# [TASK INSTRUCTIONS]
How many lines in the records below hold the string "Deserialize"? Please answer with the number and nothing more.
*** Begin section ***
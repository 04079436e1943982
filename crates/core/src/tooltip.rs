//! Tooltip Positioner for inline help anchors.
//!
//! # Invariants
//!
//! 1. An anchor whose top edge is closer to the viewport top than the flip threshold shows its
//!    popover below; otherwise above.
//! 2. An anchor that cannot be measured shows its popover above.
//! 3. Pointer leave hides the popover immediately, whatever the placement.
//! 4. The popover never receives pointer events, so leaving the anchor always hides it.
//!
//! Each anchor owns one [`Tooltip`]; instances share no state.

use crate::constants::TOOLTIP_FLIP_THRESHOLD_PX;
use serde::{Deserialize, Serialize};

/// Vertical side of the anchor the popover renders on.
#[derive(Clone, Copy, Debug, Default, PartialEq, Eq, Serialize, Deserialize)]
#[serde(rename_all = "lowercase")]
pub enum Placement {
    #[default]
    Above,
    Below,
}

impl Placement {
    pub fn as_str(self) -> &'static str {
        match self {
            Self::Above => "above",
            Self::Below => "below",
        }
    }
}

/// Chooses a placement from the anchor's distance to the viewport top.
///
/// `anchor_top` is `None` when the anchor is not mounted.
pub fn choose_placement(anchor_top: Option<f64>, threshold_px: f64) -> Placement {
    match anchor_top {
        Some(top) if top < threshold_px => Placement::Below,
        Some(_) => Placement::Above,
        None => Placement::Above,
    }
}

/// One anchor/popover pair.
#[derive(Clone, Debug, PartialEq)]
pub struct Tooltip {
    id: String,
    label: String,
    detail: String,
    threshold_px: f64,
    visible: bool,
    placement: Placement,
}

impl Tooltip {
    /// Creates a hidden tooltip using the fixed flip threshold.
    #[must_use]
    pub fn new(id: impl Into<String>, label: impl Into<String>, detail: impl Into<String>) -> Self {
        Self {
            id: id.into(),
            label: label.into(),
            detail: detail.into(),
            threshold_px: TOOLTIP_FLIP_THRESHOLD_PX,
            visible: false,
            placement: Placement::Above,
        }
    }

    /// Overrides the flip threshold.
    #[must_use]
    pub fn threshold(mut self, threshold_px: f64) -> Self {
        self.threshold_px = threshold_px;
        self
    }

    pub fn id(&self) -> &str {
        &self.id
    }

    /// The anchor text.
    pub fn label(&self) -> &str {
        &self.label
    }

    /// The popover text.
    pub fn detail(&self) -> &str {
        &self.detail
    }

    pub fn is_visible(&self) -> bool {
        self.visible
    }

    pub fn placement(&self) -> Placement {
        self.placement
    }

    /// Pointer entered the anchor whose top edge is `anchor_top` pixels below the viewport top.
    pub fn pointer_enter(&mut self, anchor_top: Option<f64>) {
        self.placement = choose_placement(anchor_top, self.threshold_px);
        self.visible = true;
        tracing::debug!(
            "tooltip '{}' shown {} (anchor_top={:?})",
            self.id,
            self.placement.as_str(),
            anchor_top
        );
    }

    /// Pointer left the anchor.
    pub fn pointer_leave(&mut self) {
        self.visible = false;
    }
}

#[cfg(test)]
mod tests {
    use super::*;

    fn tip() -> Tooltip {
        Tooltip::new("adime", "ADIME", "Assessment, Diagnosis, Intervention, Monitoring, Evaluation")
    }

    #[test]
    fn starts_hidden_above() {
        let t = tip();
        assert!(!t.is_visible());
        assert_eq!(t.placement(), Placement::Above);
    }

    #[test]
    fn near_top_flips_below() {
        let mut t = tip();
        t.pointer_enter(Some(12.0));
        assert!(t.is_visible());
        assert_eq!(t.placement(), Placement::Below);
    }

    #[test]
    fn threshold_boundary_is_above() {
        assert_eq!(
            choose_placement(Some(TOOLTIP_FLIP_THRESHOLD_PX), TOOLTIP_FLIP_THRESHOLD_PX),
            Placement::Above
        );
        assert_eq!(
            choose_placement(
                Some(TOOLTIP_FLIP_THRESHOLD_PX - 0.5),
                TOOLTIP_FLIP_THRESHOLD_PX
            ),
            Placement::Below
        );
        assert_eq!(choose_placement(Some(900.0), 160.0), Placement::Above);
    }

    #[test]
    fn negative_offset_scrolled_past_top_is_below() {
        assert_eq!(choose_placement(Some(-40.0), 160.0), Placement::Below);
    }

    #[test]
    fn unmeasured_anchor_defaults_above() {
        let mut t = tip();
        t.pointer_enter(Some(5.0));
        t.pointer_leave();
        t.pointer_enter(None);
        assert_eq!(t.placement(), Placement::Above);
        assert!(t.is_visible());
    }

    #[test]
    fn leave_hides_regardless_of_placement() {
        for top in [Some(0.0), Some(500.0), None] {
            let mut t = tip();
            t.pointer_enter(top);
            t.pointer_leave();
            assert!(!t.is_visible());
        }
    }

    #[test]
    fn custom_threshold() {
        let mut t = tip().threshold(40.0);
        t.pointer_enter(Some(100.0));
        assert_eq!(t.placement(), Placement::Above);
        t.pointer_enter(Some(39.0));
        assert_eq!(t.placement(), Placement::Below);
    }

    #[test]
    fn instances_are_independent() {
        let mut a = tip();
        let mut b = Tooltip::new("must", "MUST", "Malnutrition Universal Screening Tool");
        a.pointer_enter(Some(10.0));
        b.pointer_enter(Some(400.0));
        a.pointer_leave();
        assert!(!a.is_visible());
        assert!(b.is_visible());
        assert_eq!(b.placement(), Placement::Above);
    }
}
*** End section ***
*** Begin section ***
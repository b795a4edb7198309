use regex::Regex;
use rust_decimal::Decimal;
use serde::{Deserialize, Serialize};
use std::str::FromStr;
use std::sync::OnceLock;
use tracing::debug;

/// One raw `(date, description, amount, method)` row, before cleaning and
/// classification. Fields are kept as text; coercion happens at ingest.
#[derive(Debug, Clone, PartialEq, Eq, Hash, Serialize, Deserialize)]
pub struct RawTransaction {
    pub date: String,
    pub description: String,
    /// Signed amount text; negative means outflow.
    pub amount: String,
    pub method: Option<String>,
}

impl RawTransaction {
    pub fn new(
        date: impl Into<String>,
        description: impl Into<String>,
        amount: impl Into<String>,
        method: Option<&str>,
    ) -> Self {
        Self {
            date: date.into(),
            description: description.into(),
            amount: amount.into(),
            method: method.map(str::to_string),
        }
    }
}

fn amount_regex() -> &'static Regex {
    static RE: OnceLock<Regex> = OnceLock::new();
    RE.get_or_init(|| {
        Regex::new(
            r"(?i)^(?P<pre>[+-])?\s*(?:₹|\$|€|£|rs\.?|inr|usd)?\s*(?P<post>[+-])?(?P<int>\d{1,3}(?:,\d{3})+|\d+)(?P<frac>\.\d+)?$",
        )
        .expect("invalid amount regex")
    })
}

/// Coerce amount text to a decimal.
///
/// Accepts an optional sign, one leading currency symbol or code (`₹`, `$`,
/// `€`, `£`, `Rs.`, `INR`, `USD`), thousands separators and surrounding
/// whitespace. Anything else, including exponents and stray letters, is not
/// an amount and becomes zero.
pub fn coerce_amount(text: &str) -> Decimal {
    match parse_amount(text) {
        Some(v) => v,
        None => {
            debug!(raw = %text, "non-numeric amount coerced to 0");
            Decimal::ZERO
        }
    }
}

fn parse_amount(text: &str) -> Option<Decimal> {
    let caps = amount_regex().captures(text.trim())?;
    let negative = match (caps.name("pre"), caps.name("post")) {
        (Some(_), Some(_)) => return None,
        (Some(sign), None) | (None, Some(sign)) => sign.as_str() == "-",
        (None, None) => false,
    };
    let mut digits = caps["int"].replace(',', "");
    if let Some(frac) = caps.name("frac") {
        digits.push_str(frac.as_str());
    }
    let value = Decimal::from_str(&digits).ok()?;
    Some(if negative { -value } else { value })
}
*** End section ***
# [REPLY TO THE EXERCISE]
4